If you are Manager in the NHS Litigation Authority or work in the NHS, for example a professional, support staff, consultant or manager, and you have concerns about the way you have been treated, we can assist you in resolving your disputes without the adversarial route of Tribunals and courts.
If your dispute is regarding the level of service provided, the performance of professional staff or support staff, Clinical Negligence, Personal Injury whilst on NHS property Collis Mediation has the professional capacity to help.
Our professional panel of specialists have extensive experience of complex, multi party and tragic claims.
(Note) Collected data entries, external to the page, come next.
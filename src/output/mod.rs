//! Output formatting for pomodoro.
//!
//! This module provides formatters for displaying command results in various formats.

mod json;
mod pretty;

use std::path::Path;

use crate::cli::args::OutputFormat;
use crate::config::Config;
use crate::error::PomodoroError;
use crate::timer::Schedule;

pub use json::*;
pub use pretty::*;

/// Format a simulated schedule based on output format
///
/// # Errors
///
/// Returns `PomodoroError::Json` if JSON serialization fails.
pub fn format_schedule(schedule: &Schedule, format: OutputFormat) -> Result<String, PomodoroError> {
    match format {
        OutputFormat::Pretty => Ok(format_schedule_pretty(schedule)),
        OutputFormat::Json => to_json(schedule),
    }
}

/// Format the effective configuration based on output format
///
/// # Errors
///
/// Returns an error if serialization fails.
pub fn format_config(
    config: &Config,
    path: &Path,
    format: OutputFormat,
) -> Result<String, PomodoroError> {
    match format {
        OutputFormat::Pretty => format_config_pretty(config, path),
        OutputFormat::Json => format_config_json(config, path),
    }
}
//! Tick delivery for a [`SessionTimer`].
//!
//! The driver owns the timer, a clock and at most one tick subscription.
//! Front ends send commands through it and call [`TimerDriver::poll`] from
//! their event loop; the driver decides when a tick is due.

use std::cell::Cell;
use std::time::Duration as StdDuration;

use chrono::{DateTime, Duration, Utc};
use log::debug;

use crate::error::PomodoroError;
use crate::timer::machine::{Completion, SessionTimer, TimerSnapshot};
use crate::timer::session::SessionType;

/// Nominal tick interval for interactive use.
pub const DEFAULT_TICK_INTERVAL: StdDuration = StdDuration::from_millis(100);

/// Source of the current time.
#[cfg_attr(test, mockall::automock)]
pub trait Clock {
    /// Current wall-clock time.
    fn now(&self) -> DateTime<Utc>;
}

/// Clock backed by the system time.
#[derive(Debug, Clone, Copy, Default)]
pub struct SystemClock;

impl Clock for SystemClock {
    fn now(&self) -> DateTime<Utc> {
        Utc::now()
    }
}

/// Clock that only moves when told to. Used for simulations.
#[derive(Debug, Clone)]
pub struct ManualClock {
    now: Cell<DateTime<Utc>>,
}

impl ManualClock {
    /// Create a clock frozen at `start`.
    #[must_use]
    pub const fn new(start: DateTime<Utc>) -> Self {
        Self {
            now: Cell::new(start),
        }
    }

    /// Move the clock forward.
    pub fn advance(&self, by: StdDuration) {
        let step = Duration::from_std(by).unwrap_or_else(|_| Duration::zero());
        self.now.set(self.now.get() + step);
    }
}

impl Clock for ManualClock {
    fn now(&self) -> DateTime<Utc> {
        self.now.get()
    }
}

/// Handle for the single active tick source.
#[derive(Debug, Clone, Copy, PartialEq, Eq)]
pub struct TickSubscription {
    id: u64,
    next_due: DateTime<Utc>,
}

impl TickSubscription {
    /// Identifier, unique per driver.
    #[must_use]
    pub const fn id(&self) -> u64 {
        self.id
    }

    /// When the next tick should be delivered.
    #[must_use]
    pub const fn next_due(&self) -> DateTime<Utc> {
        self.next_due
    }
}

/// Owns a [`SessionTimer`] and delivers its ticks.
#[derive(Debug)]
pub struct TimerDriver<C: Clock = SystemClock> {
    timer: SessionTimer,
    clock: C,
    interval: StdDuration,
    step: Duration,
    subscription: Option<TickSubscription>,
    next_id: u64,
}

impl TimerDriver<SystemClock> {
    /// Create a driver on the system clock with the default interval.
    #[must_use]
    pub fn system(timer: SessionTimer) -> Self {
        Self::new(timer, SystemClock, DEFAULT_TICK_INTERVAL)
    }
}

impl<C: Clock> TimerDriver<C> {
    /// Create a driver ticking every `interval` while the timer runs.
    ///
    /// A zero interval ticks on every poll.
    #[must_use]
    pub fn new(timer: SessionTimer, clock: C, interval: StdDuration) -> Self {
        let step = Duration::from_std(interval).unwrap_or_else(|_| Duration::milliseconds(100));
        Self {
            timer,
            clock,
            interval,
            step,
            subscription: None,
            next_id: 1,
        }
    }

    /// Start or resume work and begin ticking.
    ///
    /// # Errors
    ///
    /// Returns `PomodoroError::InvalidTransition` if work cannot start now.
    pub fn start_or_resume(&mut self) -> Result<(), PomodoroError> {
        let now = self.clock.now();
        self.timer.start_or_resume(now)?;
        self.subscribe(now);
        Ok(())
    }

    /// Start the pending break and begin ticking.
    ///
    /// # Errors
    ///
    /// Returns `PomodoroError::InvalidTransition` if no break is pending.
    pub fn start_break(&mut self) -> Result<SessionType, PomodoroError> {
        let now = self.clock.now();
        let kind = self.timer.start_break(now)?;
        self.subscribe(now);
        Ok(kind)
    }

    /// Pause the running interval.
    ///
    /// Time elapsed since the last tick is counted first, which may complete
    /// the interval; that completion is returned.
    pub fn pause(&mut self) -> Option<Completion> {
        let completion = self.timer.tick(self.clock.now());
        self.timer.pause();
        self.cancel();
        completion
    }

    /// Reset the timer and stop ticking.
    pub fn reset(&mut self) {
        self.timer.reset();
        self.cancel();
    }

    /// Add a category.
    ///
    /// # Errors
    ///
    /// Returns `PomodoroError::InvalidArgument` if the name is empty or taken.
    pub fn add_category(&mut self, name: &str) -> Result<(), PomodoroError> {
        self.timer.add_category(name)
    }

    /// Select a category.
    ///
    /// # Errors
    ///
    /// Returns `PomodoroError::InvalidArgument` if the category is unknown.
    pub fn select_category(&mut self, name: &str) -> Result<(), PomodoroError> {
        self.timer.select_category(name)
    }

    /// Deliver a tick if one is due. Returns the completion, if any.
    pub fn poll(&mut self) -> Option<Completion> {
        let subscription = self.subscription?;
        let now = self.clock.now();
        if now < subscription.next_due {
            return None;
        }

        let completion = self.timer.tick(now);
        if completion.is_some() || !self.timer.is_running() {
            self.cancel();
        } else {
            self.subscription = Some(TickSubscription {
                next_due: now + self.step,
                ..subscription
            });
        }
        completion
    }

    /// Time until the next tick is due, or `None` when nothing is subscribed.
    #[must_use]
    pub fn time_until_next_tick(&self) -> Option<StdDuration> {
        let subscription = self.subscription?;
        let wait = subscription.next_due - self.clock.now();
        Some(wait.to_std().unwrap_or(StdDuration::ZERO))
    }

    fn subscribe(&mut self, now: DateTime<Utc>) {
        self.cancel();
        let subscription = TickSubscription {
            id: self.next_id,
            next_due: now + self.step,
        };
        self.next_id += 1;
        debug!(
            "Tick subscription {} every {:?}",
            subscription.id, self.interval
        );
        self.subscription = Some(subscription);
    }

    fn cancel(&mut self) {
        if let Some(subscription) = self.subscription.take() {
            debug!("Tick subscription {} cancelled", subscription.id);
        }
    }

    #[must_use]
    pub const fn timer(&self) -> &SessionTimer {
        &self.timer
    }

    #[must_use]
    pub const fn clock(&self) -> &C {
        &self.clock
    }

    #[must_use]
    pub const fn interval(&self) -> StdDuration {
        self.interval
    }

    #[must_use]
    pub const fn subscription(&self) -> Option<TickSubscription> {
        self.subscription
    }

    /// Copy of the timer's observable state.
    #[must_use]
    pub fn snapshot(&self) -> TimerSnapshot {
        self.timer.snapshot()
    }
}

#[cfg(test)]
mod tests {
    use super::*;
    use crate::timer::session::{Phase, TimerSettings};
    use chrono::TimeZone;

    fn t0() -> DateTime<Utc> {
        Utc.with_ymd_and_hms(2024, 1, 1, 9, 0, 0).unwrap()
    }

    fn manual_driver() -> TimerDriver<ManualClock> {
        TimerDriver::new(
            SessionTimer::default(),
            ManualClock::new(t0()),
            StdDuration::from_millis(100),
        )
    }

    /// Step the clock to each due tick until an interval completes.
    fn run_to_completion(driver: &mut TimerDriver<ManualClock>) -> Completion {
        loop {
            let wait = driver.time_until_next_tick().unwrap();
            driver.clock().advance(wait);
            if let Some(completion) = driver.poll() {
                return completion;
            }
        }
    }

    #[test]
    fn test_idle_driver_has_no_subscription() {
        let mut driver = manual_driver();
        assert!(driver.subscription().is_none());
        assert!(driver.time_until_next_tick().is_none());
        assert!(driver.poll().is_none());
    }

    #[test]
    fn test_system_driver_uses_default_interval() {
        let mut driver = TimerDriver::system(SessionTimer::default());
        assert_eq!(driver.interval(), DEFAULT_TICK_INTERVAL);

        driver.start_or_resume().unwrap();
        let wait = driver.time_until_next_tick().unwrap();
        assert!(wait <= DEFAULT_TICK_INTERVAL);
    }

    #[test]
    fn test_start_subscribes() {
        let mut driver = manual_driver();
        driver.start_or_resume().unwrap();

        let subscription = driver.subscription().unwrap();
        assert_eq!(subscription.next_due(), t0() + Duration::milliseconds(100));
        assert_eq!(
            driver.time_until_next_tick(),
            Some(StdDuration::from_millis(100))
        );
    }

    #[test]
    fn test_poll_before_due_does_not_tick() {
        let mut driver = manual_driver();
        driver.start_or_resume().unwrap();
        driver.clock().advance(StdDuration::from_millis(50));

        assert!(driver.poll().is_none());
        assert_eq!(driver.timer().time_remaining(), 1500.0);
    }

    #[test]
    fn test_late_poll_counts_full_gap() {
        let mut driver = manual_driver();
        driver.start_or_resume().unwrap();
        driver.clock().advance(StdDuration::from_secs(90));

        assert!(driver.poll().is_none());
        assert!((driver.timer().time_remaining() - 1410.0).abs() < 1e-9);
        assert!(driver.subscription().is_some());
    }

    #[test]
    fn test_failed_command_keeps_subscription() {
        let mut driver = manual_driver();
        driver.start_or_resume().unwrap();
        let before = driver.subscription();

        assert!(driver.start_or_resume().is_err());
        assert!(driver.start_break().is_err());
        assert_eq!(driver.subscription(), before);
    }

    #[test]
    fn test_new_phase_replaces_subscription() {
        let mut driver = manual_driver();
        driver.start_or_resume().unwrap();
        let first = driver.subscription().unwrap().id();

        driver.pause();
        assert!(driver.subscription().is_none());

        driver.start_or_resume().unwrap();
        let second = driver.subscription().unwrap().id();
        assert_ne!(first, second);
    }

    #[test]
    fn test_pause_counts_time_since_last_tick() {
        let mut driver = manual_driver();
        driver.start_or_resume().unwrap();
        driver.clock().advance(StdDuration::from_secs(30));

        assert!(driver.pause().is_none());
        assert_eq!(driver.timer().phase(), Phase::Paused);
        assert!((driver.timer().time_remaining() - 1470.0).abs() < 1e-9);
    }

    #[test]
    fn test_pause_and_reset_without_subscription() {
        let mut driver = manual_driver();
        assert!(driver.pause().is_none());
        driver.reset();
        assert!(driver.subscription().is_none());
        assert_eq!(driver.timer().time_remaining(), 1500.0);
    }

    #[test]
    fn test_completion_cancels_subscription() {
        let mut driver = manual_driver();
        driver.start_or_resume().unwrap();

        let completion = run_to_completion(&mut driver);
        assert_eq!(completion.finished, SessionType::Work);
        assert!(driver.subscription().is_none());
        assert_eq!(driver.timer().current_session_type(), SessionType::ShortBreak);
        assert_eq!(driver.timer().time_remaining(), 300.0);
    }

    #[test]
    fn test_full_cycle_through_driver() {
        let settings = TimerSettings::new(10.0, 2.0, 5.0, 2).unwrap();
        let mut driver = TimerDriver::new(
            SessionTimer::new(settings),
            ManualClock::new(t0()),
            StdDuration::from_secs(1),
        );

        driver.start_or_resume().unwrap();
        run_to_completion(&mut driver);
        assert_eq!(driver.start_break().unwrap(), SessionType::ShortBreak);
        run_to_completion(&mut driver);
        driver.start_or_resume().unwrap();
        let completion = run_to_completion(&mut driver);

        assert_eq!(completion.next, SessionType::LongBreak);
        assert_eq!(driver.timer().categories().total("General"), Some(20.0));
    }

    #[test]
    fn test_mock_clock_drives_ticks() {
        let mut times = vec![
            t0(),
            t0() + Duration::seconds(1),
            t0() + Duration::seconds(1),
        ]
        .into_iter();

        let mut clock = MockClock::new();
        clock
            .expect_now()
            .times(3)
            .returning(move || times.next().unwrap());

        let mut driver = TimerDriver::new(
            SessionTimer::default(),
            clock,
            StdDuration::from_secs(1),
        );
        driver.start_or_resume().unwrap();
        assert!(driver.poll().is_none());
        assert_eq!(driver.timer().time_remaining(), 1499.0);
        assert_eq!(
            driver.time_until_next_tick(),
            Some(StdDuration::from_secs(1))
        );
    }
}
Some work in the NHS at the highest level and specialise in Workplace mediation, others are barristers, doctors and expert witnesses and have significant experience in Clinical Negligence and Personal Injury.
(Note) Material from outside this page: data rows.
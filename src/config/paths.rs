//! Path resolution for pomodoro configuration and log files.
//!
//! All pomodoro data is stored in `~/.pomodoro/`:
//! - `config.yaml` - Main configuration file
//! - `pomodoro.log` - Log output while the TUI owns the terminal

use std::path::PathBuf;

use crate::error::PomodoroError;

/// Paths to pomodoro configuration and data files.
#[derive(Debug, Clone)]
pub struct Paths {
    /// Root directory: `~/.pomodoro/`
    pub root: PathBuf,
    /// Config file: `~/.pomodoro/config.yaml`
    pub config_file: PathBuf,
    /// Log file: `~/.pomodoro/pomodoro.log`
    pub log_file: PathBuf,
}

impl Paths {
    /// Create paths based on the user's home directory.
    ///
    /// # Errors
    ///
    /// Returns an error if the home directory cannot be determined.
    pub fn new() -> Result<Self, PomodoroError> {
        let home = std::env::var("HOME")
            .or_else(|_| std::env::var("USERPROFILE"))
            .map_err(|_| PomodoroError::Config("Could not determine home directory".to_string()))?;

        Ok(Self::with_root(PathBuf::from(home).join(".pomodoro")))
    }

    /// Create paths with a custom root directory (useful for testing).
    #[must_use]
    pub fn with_root(root: PathBuf) -> Self {
        Self {
            config_file: root.join("config.yaml"),
            log_file: root.join("pomodoro.log"),
            root,
        }
    }

    /// Ensure the root directory exists, creating it if necessary.
    ///
    /// # Errors
    ///
    /// Returns an error if directory creation fails.
    pub fn ensure_dirs(&self) -> Result<(), PomodoroError> {
        if !self.root.exists() {
            std::fs::create_dir_all(&self.root).map_err(|e| {
                PomodoroError::Config(format!(
                    "Failed to create directory {}: {e}",
                    self.root.display()
                ))
            })?;
        }

        Ok(())
    }
}

impl Default for Paths {
    fn default() -> Self {
        Self::new().unwrap_or_else(|_| {
            // Fallback to current directory if home cannot be determined
            Self::with_root(PathBuf::from(".pomodoro"))
        })
    }
}
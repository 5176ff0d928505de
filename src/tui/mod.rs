//! Terminal User Interface (TUI) for pomodoro.
//!
//! Shows the running timer and category totals, and maps key presses to
//! timer commands. Built with ratatui and crossterm.

mod app;
mod event;
mod ui;

pub use app::{App, InputMode};
pub use event::Action;

use std::io;
use std::time::Duration;

use crossterm::{
    execute,
    terminal::{disable_raw_mode, enable_raw_mode, EnterAlternateScreen, LeaveAlternateScreen},
};
use log::info;
use ratatui::prelude::*;

use crate::config::Config;
use crate::error::PomodoroError;
use crate::timer::{Clock, SystemClock, TimerDriver};

/// Longest wait for input before redrawing.
const MAX_FRAME_WAIT: Duration = Duration::from_millis(250);

/// Run the TUI application.
///
/// # Errors
///
/// Returns an error if the configuration is invalid or the TUI fails to
/// initialize or run.
pub fn run(config: &Config) -> Result<(), PomodoroError> {
    let timer = config.build_timer()?;
    let driver = TimerDriver::new(timer, SystemClock, config.timer.tick_interval());
    let mut app = App::new(driver);

    // Setup terminal
    enable_raw_mode()
        .map_err(|e| PomodoroError::Terminal(format!("Failed to enable raw mode: {e}")))?;
    let mut terminal = setup_or_restore(
        || {
            let mut stdout = io::stdout();
            execute!(stdout, EnterAlternateScreen)
                .map_err(|e| PomodoroError::Terminal(format!("Failed to setup terminal: {e}")))?;
            Terminal::new(CrosstermBackend::new(stdout))
                .map_err(|e| PomodoroError::Terminal(format!("Failed to create terminal: {e}")))
        },
        restore_terminal,
    )?;

    info!("TUI started");
    let result = run_app(&mut terminal, &mut app);

    restore_terminal();
    terminal.show_cursor().ok();

    info!("TUI stopped: {}", app.driver.timer().state_description());
    result
}

/// Run `setup`, calling `restore` if it fails.
fn setup_or_restore<T>(
    setup: impl FnOnce() -> Result<T, PomodoroError>,
    restore: impl FnOnce(),
) -> Result<T, PomodoroError> {
    setup().map_err(|e| {
        restore();
        e
    })
}

/// Leave raw mode and the alternate screen. Safe to call after a partial setup.
fn restore_terminal() {
    disable_raw_mode().ok();
    execute!(io::stdout(), LeaveAlternateScreen).ok();
}

/// Run the main application loop.
fn run_app<B: Backend, C: Clock>(
    terminal: &mut Terminal<B>,
    app: &mut App<C>,
) -> Result<(), PomodoroError> {
    while !app.should_quit {
        // Draw UI
        terminal
            .draw(|frame| ui::render(frame, app))
            .map_err(|e| PomodoroError::Terminal(format!("Failed to draw: {e}")))?;

        let timeout = app
            .driver
            .time_until_next_tick()
            .map_or(MAX_FRAME_WAIT, |wait| wait.min(MAX_FRAME_WAIT));

        // Handle events
        if let Some(action) = event::handle_events(app, timeout)? {
            match action {
                Action::Quit => app.should_quit = true,
                Action::Start => app.start_or_resume(),
                Action::Break => app.start_break(),
                Action::Pause => app.pause(),
                Action::Reset => app.reset(),
                Action::AddCategory => app.submit_category(),
            }
        }

        app.on_tick();
    }

    Ok(())
}

#[cfg(test)]
mod tests {
    use super::*;
    use std::cell::Cell;

    #[test]
    fn test_failed_setup_restores_terminal() {
        let restored = Cell::new(false);
        let result: Result<(), PomodoroError> = setup_or_restore(
            || Err(PomodoroError::Terminal("no tty".to_string())),
            || restored.set(true),
        );

        assert!(result.is_err());
        assert!(restored.get());
    }

    #[test]
    fn test_successful_setup_leaves_terminal() {
        let restored = Cell::new(false);
        let value = setup_or_restore(|| Ok(7), || restored.set(true)).unwrap();

        assert_eq!(value, 7);
        assert!(!restored.get());
    }
}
Please reveiw our recent case studies below:
Demonstrative Capabilities- Case Studies
These are matters, suitably redacted, undertaken in 2015/16 by our panellist. They are included to demonstrate the variety of the practice and high level experience.
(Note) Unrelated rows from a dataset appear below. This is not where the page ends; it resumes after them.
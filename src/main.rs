use anyhow::{bail, Context};
use std::sync::Arc;
use tokio::signal;
use tracing::{error, info, warn};
use vigil::{AlarmEngine, AlarmRegistry, Config, RegistryEvent, TelemetryStore, VigilError};

#[tokio::main]
async fn main() -> anyhow::Result<()> {
    vigil::init();

    let args: Vec<String> = std::env::args().collect();
    if args.get(1).map(String::as_str) == Some("--version") {
        vigil::print_system_info();
        return Ok(());
    }
    let (config_path, telemetry_path) = match (args.get(1), args.get(2)) {
        (Some(config), Some(telemetry)) => (config, telemetry),
        _ => bail!("Usage: {} <config.yaml> <telemetry.json>", args.first().map_or("vigil", String::as_str)),
    };

    info!("Vigil v{} starting", vigil::VERSION);

    let config = Config::from_file(config_path).with_context(|| format!("loading {}", config_path))?;
    info!("Loaded {} alarm base(s) for '{}'", config.alarms.len(), config.device);

    let store = TelemetryStore::with_config(&config);
    store
        .load_snapshot(telemetry_path)
        .with_context(|| format!("loading telemetry from {}", telemetry_path))?;

    let registry = AlarmRegistry::start(config.registry.clone());
    let watched = Arc::downgrade(&registry);
    registry.add_watcher(move || {
        if let Some(registry) = watched.upgrade() {
            info!(
                "{} active alarm(s), {} unacknowledged",
                registry.len(),
                registry.unacknowledged_count()
            );
        }
    });

    let mut events = registry.subscribe();
    tokio::spawn(async move {
        while let Ok(event) = events.recv().await {
            if let RegistryEvent::Reclassified { id, from, to } = event {
                info!("Alarm {} moved from {} to {}", id, from, to);
            }
        }
    });

    let engine = AlarmEngine::new(Arc::clone(&registry));
    match engine.check_new_telemetry(&store) {
        Ok(added) => info!("Raised {} alarm(s)", added.len()),
        Err(VigilError::Evaluation { failures }) => {
            for failure in &failures {
                warn!("Alarm base {} could not be evaluated", failure);
            }
        }
        Err(e) => {
            error!("Alarm evaluation failed: {}", e);
            return Err(e.into());
        }
    }

    for (priority, alarms) in registry.get_snapshot().iter().rev() {
        for alarm in alarms {
            info!(
                "[{}] {} {} (confirmed {})",
                priority,
                alarm.id(),
                alarm.event.description,
                alarm.event.confirm_time.to_rfc3339()
            );
        }
    }

    info!("Escalating alarms, press Ctrl-C to stop");
    signal::ctrl_c().await.context("waiting for shutdown signal")?;
    info!("Received shutdown signal, {} alarm(s) active", registry.len());

    Ok(())
}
(1) NHS Clinical Negligence - child death
This matter is tragic. It arose from an otherwise excellent specialist children’s hospital in a major city to identify that the 12-year-old boy was at risk from a seizure. The child was brought to the Accident and Emergency Department at a relatively quiet time. His particular condition was documented in his records and not unusual for a person of that ethnic background. By a combination of unfortunate errors, and despite (it was insisted) an articulate and demanding father pressing for action, the child was passed between inexperience triage staff who failed to note the risk and the G.P. who worked in Department. The parent was re-assured and told to take the child home, and consult his own G.P. if the symptoms persisted in 48 hours. No consultant or specialist was engaged. The child had a seizure that evening at home, within five hours of being sent away, and died waiting for the ambulance.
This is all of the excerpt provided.